** Dataset records follows **

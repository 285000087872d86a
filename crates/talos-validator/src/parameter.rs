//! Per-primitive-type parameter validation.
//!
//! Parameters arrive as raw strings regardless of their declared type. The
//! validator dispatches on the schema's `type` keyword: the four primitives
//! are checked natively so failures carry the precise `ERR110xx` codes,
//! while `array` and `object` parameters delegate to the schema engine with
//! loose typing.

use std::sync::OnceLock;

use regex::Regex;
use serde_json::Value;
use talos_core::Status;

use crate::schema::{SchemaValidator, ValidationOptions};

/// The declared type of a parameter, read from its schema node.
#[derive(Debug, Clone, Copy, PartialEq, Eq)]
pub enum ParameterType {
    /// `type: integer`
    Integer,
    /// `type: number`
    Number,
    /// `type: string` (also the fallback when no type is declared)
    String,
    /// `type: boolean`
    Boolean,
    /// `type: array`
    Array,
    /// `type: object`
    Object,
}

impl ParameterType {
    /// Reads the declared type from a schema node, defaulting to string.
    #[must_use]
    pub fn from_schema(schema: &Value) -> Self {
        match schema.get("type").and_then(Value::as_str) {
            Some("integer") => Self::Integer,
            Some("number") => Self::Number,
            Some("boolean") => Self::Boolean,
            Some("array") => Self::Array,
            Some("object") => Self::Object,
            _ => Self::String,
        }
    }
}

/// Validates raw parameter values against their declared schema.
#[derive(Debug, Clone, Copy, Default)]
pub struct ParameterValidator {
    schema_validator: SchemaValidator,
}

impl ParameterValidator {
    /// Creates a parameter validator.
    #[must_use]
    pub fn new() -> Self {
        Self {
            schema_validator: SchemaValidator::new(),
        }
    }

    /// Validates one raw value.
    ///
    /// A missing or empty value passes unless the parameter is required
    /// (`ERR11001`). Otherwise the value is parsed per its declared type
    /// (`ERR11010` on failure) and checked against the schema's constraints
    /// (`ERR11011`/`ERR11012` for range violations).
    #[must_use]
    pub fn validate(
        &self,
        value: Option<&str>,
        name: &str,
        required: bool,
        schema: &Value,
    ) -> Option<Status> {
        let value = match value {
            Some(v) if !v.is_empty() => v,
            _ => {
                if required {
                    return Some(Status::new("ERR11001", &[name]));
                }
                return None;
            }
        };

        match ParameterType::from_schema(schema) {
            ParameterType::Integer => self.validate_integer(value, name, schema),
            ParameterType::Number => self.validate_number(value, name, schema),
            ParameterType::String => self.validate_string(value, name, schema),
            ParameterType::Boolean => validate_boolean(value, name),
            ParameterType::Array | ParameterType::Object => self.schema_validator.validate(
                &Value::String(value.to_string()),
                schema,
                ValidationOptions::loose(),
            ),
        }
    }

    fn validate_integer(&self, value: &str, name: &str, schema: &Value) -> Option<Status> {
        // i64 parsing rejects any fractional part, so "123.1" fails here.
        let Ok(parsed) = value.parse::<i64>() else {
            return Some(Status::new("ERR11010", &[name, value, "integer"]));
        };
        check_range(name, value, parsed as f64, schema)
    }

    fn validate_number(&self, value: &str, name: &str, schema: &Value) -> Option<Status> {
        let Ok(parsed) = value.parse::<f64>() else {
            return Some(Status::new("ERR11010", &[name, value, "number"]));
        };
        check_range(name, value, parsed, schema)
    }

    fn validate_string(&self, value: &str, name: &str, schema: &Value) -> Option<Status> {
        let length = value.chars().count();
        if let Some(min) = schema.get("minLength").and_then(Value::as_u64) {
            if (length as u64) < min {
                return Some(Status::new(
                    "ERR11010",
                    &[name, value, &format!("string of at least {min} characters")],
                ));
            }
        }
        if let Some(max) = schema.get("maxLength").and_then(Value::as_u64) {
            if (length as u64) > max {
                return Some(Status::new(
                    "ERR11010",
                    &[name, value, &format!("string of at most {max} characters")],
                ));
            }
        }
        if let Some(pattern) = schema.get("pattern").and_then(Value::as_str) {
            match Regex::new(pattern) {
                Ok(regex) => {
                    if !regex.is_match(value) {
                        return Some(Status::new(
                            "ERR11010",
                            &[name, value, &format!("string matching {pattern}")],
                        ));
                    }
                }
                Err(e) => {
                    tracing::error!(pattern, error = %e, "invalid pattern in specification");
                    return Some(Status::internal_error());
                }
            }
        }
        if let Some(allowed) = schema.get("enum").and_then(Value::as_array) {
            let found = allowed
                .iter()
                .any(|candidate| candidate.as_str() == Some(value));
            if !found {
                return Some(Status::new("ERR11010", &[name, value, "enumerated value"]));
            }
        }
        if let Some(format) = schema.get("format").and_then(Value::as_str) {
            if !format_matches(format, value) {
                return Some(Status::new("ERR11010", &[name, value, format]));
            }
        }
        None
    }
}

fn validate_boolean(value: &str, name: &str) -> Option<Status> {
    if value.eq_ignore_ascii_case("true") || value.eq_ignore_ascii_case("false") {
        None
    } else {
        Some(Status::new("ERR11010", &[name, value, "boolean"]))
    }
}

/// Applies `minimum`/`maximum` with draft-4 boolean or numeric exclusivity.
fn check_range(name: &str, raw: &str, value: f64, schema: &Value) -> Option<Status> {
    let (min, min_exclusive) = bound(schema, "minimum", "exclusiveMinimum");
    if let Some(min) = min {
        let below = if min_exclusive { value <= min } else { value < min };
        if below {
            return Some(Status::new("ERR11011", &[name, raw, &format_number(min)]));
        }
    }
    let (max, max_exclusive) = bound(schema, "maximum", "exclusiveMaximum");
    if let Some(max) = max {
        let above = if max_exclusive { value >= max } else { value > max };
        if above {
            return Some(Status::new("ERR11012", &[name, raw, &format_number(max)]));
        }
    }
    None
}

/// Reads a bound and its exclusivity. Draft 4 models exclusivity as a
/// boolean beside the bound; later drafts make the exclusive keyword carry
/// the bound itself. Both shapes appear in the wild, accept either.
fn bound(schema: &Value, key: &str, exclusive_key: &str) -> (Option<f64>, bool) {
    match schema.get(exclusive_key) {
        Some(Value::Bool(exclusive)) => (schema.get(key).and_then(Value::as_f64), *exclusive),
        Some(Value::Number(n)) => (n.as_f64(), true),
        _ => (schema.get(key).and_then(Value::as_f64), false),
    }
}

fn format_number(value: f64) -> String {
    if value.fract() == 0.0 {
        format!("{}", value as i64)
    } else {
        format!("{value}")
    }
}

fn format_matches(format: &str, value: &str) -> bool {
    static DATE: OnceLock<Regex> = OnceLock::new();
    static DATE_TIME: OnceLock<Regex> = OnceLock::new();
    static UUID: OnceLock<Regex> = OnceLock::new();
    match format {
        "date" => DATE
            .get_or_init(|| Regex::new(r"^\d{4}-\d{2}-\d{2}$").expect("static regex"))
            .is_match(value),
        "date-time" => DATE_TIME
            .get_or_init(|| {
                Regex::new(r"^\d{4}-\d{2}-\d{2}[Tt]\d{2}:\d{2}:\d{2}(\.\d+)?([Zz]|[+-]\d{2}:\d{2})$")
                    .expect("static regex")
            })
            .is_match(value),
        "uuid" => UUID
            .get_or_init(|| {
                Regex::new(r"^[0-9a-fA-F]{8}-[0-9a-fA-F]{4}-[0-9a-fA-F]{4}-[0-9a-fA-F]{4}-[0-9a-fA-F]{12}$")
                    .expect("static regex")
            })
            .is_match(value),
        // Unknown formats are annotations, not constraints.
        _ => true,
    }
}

** End of Dataset records **

* [Work task]: The records must be reproduced in full. Nothing should differ.

* [Exercise answer]:
repository 285000087872d86a
filename crates/talos-validator/src/parameter.rs
//! Per-primitive-type parameter validation.
//!
//! Parameters arrive as raw strings regardless of their declared type. The
//! validator dispatches on the schema's `type` keyword: the four primitives
//! are checked natively so failures carry the precise `ERR110xx` codes,
//! while `array` and `object` parameters delegate to the schema engine with
//! loose typing.

use std::sync::OnceLock;

use regex::Regex;
use serde_json::Value;
use talos_core::Status;

use crate::schema::{SchemaValidator, ValidationOptions};

/// The declared type of a parameter, read from its schema node.
#[derive(Debug, Clone, Copy, PartialEq, Eq)]
pub enum ParameterType {
    /// `type: integer`
    Integer,
    /// `type: number`
    Number,
    /// `type: string` (also the fallback when no type is declared)
    String,
    /// `type: boolean`
    Boolean,
    /// `type: array`
    Array,
    /// `type: object`
    Object,
}

impl ParameterType {
    /// Reads the declared type from a schema node, defaulting to string.
    #[must_use]
    pub fn from_schema(schema: &Value) -> Self {
        match schema.get("type").and_then(Value::as_str) {
            Some("integer") => Self::Integer,
            Some("number") => Self::Number,
            Some("boolean") => Self::Boolean,
            Some("array") => Self::Array,
            Some("object") => Self::Object,
            _ => Self::String,
        }
    }
}

/// Validates raw parameter values against their declared schema.
#[derive(Debug, Clone, Copy, Default)]
pub struct ParameterValidator {
    schema_validator: SchemaValidator,
}

impl ParameterValidator {
    /// Creates a parameter validator.
    #[must_use]
    pub fn new() -> Self {
        Self {
            schema_validator: SchemaValidator::new(),
        }
    }

    /// Validates one raw value.
    ///
    /// A missing or empty value passes unless the parameter is required
    /// (`ERR11001`). Otherwise the value is parsed per its declared type
    /// (`ERR11010` on failure) and checked against the schema's constraints
    /// (`ERR11011`/`ERR11012` for range violations).
    #[must_use]
    pub fn validate(
        &self,
        value: Option<&str>,
        name: &str,
        required: bool,
        schema: &Value,
    ) -> Option<Status> {
        let value = match value {
            Some(v) if !v.is_empty() => v,
            _ => {
                if required {
                    return Some(Status::new("ERR11001", &[name]));
                }
                return None;
            }
        };

        match ParameterType::from_schema(schema) {
            ParameterType::Integer => self.validate_integer(value, name, schema),
            ParameterType::Number => self.validate_number(value, name, schema),
            ParameterType::String => self.validate_string(value, name, schema),
            ParameterType::Boolean => validate_boolean(value, name),
            ParameterType::Array | ParameterType::Object => self.schema_validator.validate(
                &Value::String(value.to_string()),
                schema,
                ValidationOptions::loose(),
            ),
        }
    }

    fn validate_integer(&self, value: &str, name: &str, schema: &Value) -> Option<Status> {
        // i64 parsing rejects any fractional part, so "123.1" fails here.
        let Ok(parsed) = value.parse::<i64>() else {
            return Some(Status::new("ERR11010", &[name, value, "integer"]));
        };
        check_range(name, value, parsed as f64, schema)
    }

    fn validate_number(&self, value: &str, name: &str, schema: &Value) -> Option<Status> {
        let Ok(parsed) = value.parse::<f64>() else {
            return Some(Status::new("ERR11010", &[name, value, "number"]));
        };
        check_range(name, value, parsed, schema)
    }

    fn validate_string(&self, value: &str, name: &str, schema: &Value) -> Option<Status> {
        let length = value.chars().count();
        if let Some(min) = schema.get("minLength").and_then(Value::as_u64) {
            if (length as u64) < min {
                return Some(Status::new(
                    "ERR11010",
                    &[name, value, &format!("string of at least {min} characters")],
                ));
            }
        }
        if let Some(max) = schema.get("maxLength").and_then(Value::as_u64) {
            if (length as u64) > max {
                return Some(Status::new(
                    "ERR11010",
                    &[name, value, &format!("string of at most {max} characters")],
                ));
            }
        }
        if let Some(pattern) = schema.get("pattern").and_then(Value::as_str) {
            match Regex::new(pattern) {
                Ok(regex) => {
                    if !regex.is_match(value) {
                        return Some(Status::new(
                            "ERR11010",
                            &[name, value, &format!("string matching {pattern}")],
                        ));
                    }
                }
                Err(e) => {
                    tracing::error!(pattern, error = %e, "invalid pattern in specification");
                    return Some(Status::internal_error());
                }
            }
        }
        if let Some(allowed) = schema.get("enum").and_then(Value::as_array) {
            let found = allowed
                .iter()
                .any(|candidate| candidate.as_str() == Some(value));
            if !found {
                return Some(Status::new("ERR11010", &[name, value, "enumerated value"]));
            }
        }
        if let Some(format) = schema.get("format").and_then(Value::as_str) {
            if !format_matches(format, value) {
                return Some(Status::new("ERR11010", &[name, value, format]));
            }
        }
        None
    }
}

fn validate_boolean(value: &str, name: &str) -> Option<Status> {
    if value.eq_ignore_ascii_case("true") || value.eq_ignore_ascii_case("false") {
        None
    } else {
        Some(Status::new("ERR11010", &[name, value, "boolean"]))
    }
}

/// Applies `minimum`/`maximum` with draft-4 boolean or numeric exclusivity.
fn check_range(name: &str, raw: &str, value: f64, schema: &Value) -> Option<Status> {
    let (min, min_exclusive) = bound(schema, "minimum", "exclusiveMinimum");
    if let Some(min) = min {
        let below = if min_exclusive { value <= min } else { value < min };
        if below {
            return Some(Status::new("ERR11011", &[name, raw, &format_number(min)]));
        }
    }
    let (max, max_exclusive) = bound(schema, "maximum", "exclusiveMaximum");
    if let Some(max) = max {
        let above = if max_exclusive { value >= max } else { value > max };
        if above {
            return Some(Status::new("ERR11012", &[name, raw, &format_number(max)]));
        }
    }
    None
}

/// Reads a bound and its exclusivity. Draft 4 models exclusivity as a
/// boolean beside the bound; later drafts make the exclusive keyword carry
/// the bound itself. Both shapes appear in the wild, accept either.
fn bound(schema: &Value, key: &str, exclusive_key: &str) -> (Option<f64>, bool) {
    match schema.get(exclusive_key) {
        Some(Value::Bool(exclusive)) => (schema.get(key).and_then(Value::as_f64), *exclusive),
        Some(Value::Number(n)) => (n.as_f64(), true),
        _ => (schema.get(key).and_then(Value::as_f64), false),
    }
}

fn format_number(value: f64) -> String {
    if value.fract() == 0.0 {
        format!("{}", value as i64)
    } else {
        format!("{value}")
    }
}

fn format_matches(format: &str, value: &str) -> bool {
    static DATE: OnceLock<Regex> = OnceLock::new();
    static DATE_TIME: OnceLock<Regex> = OnceLock::new();
    static UUID: OnceLock<Regex> = OnceLock::new();
    match format {
        "date" => DATE
            .get_or_init(|| Regex::new(r"^\d{4}-\d{2}-\d{2}$").expect("static regex"))
            .is_match(value),
        "date-time" => DATE_TIME
            .get_or_init(|| {
                Regex::new(r"^\d{4}-\d{2}-\d{2}[Tt]\d{2}:\d{2}:\d{2}(\.\d+)?([Zz]|[+-]\d{2}:\d{2})$")
                    .expect("static regex")
            })
            .is_match(value),
        "uuid" => UUID
            .get_or_init(|| {
                Regex::new(r"^[0-9a-fA-F]{8}-[0-9a-fA-F]{4}-[0-9a-fA-F]{4}-[0-9a-fA-F]{4}-[0-9a-fA-F]{12}$")
                    .expect("static regex")
            })
            .is_match(value),
        // Unknown formats are annotations, not constraints.
        _ => true,
    }
}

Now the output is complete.